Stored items
+ + +

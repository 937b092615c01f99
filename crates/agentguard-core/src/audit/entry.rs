//! Audit log entry types.

use std::collections::BTreeMap;

use chrono::{DateTime, Utc};
use serde::{Deserialize, Serialize};

use crate::sandbox::error::{ErrorCode, SandboxError};

/// Kind of sandbox operation being recorded.
#[derive(Debug, Clone, Copy, PartialEq, Eq, Hash, Serialize, Deserialize)]
#[serde(rename_all = "snake_case")]
pub enum Operation {
    Read,
    Write,
    Delete,
    List,
    Search,
}

impl std::fmt::Display for Operation {
    fn fmt(&self, f: &mut std::fmt::Formatter<'_>) -> std::fmt::Result {
        let s = match self {
            Operation::Read => "read",
            Operation::Write => "write",
            Operation::Delete => "delete",
            Operation::List => "list",
            Operation::Search => "search",
        };
        f.pad(s)
    }
}

/// One immutable record of an attempted operation.
///
/// `previous_hash` is stamped by [`super::AuditLog::append`]; callers leave it
/// empty.
#[derive(Debug, Clone, PartialEq, Serialize, Deserialize)]
pub struct AuditLogEntry {
    pub timestamp: DateTime<Utc>,
    pub user_id: String,
    pub operation: Operation,
    pub file: String,
    pub success: bool,
    #[serde(default, skip_serializing_if = "Option::is_none")]
    pub content_hash: Option<String>,
    #[serde(default, skip_serializing_if = "Option::is_none")]
    pub previous_hash: Option<String>,
    #[serde(default, skip_serializing_if = "Option::is_none")]
    pub error_code: Option<ErrorCode>,
    #[serde(default, skip_serializing_if = "Option::is_none")]
    pub error_message: Option<String>,
    #[serde(default)]
    pub metadata: BTreeMap<String, serde_json::Value>,
}

impl AuditLogEntry {
    pub fn success(
        timestamp: DateTime<Utc>,
        user_id: &str,
        operation: Operation,
        file: &str,
    ) -> Self {
        Self {
            timestamp,
            user_id: user_id.into(),
            operation,
            file: file.into(),
            success: true,
            content_hash: None,
            previous_hash: None,
            error_code: None,
            error_message: None,
            metadata: BTreeMap::new(),
        }
    }

    pub fn failure(
        timestamp: DateTime<Utc>,
        user_id: &str,
        operation: Operation,
        file: &str,
        error: &SandboxError,
    ) -> Self {
        Self {
            success: false,
            error_code: error.code(),
            error_message: Some(error.to_string()),
            ..Self::success(timestamp, user_id, operation, file)
        }
    }

    pub fn with_content_hash(mut self, hash: impl Into<String>) -> Self {
        self.content_hash = Some(hash.into());
        self
    }

    pub fn with_metadata(mut self, key: &str, value: serde_json::Value) -> Self {
        self.metadata.insert(key.into(), value);
        self
    }
}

+ + +

▸ **Work to be completed**
In the data above, how many lines hold the string "Clone"? Give the number by itself.

▸ **Task solution**
2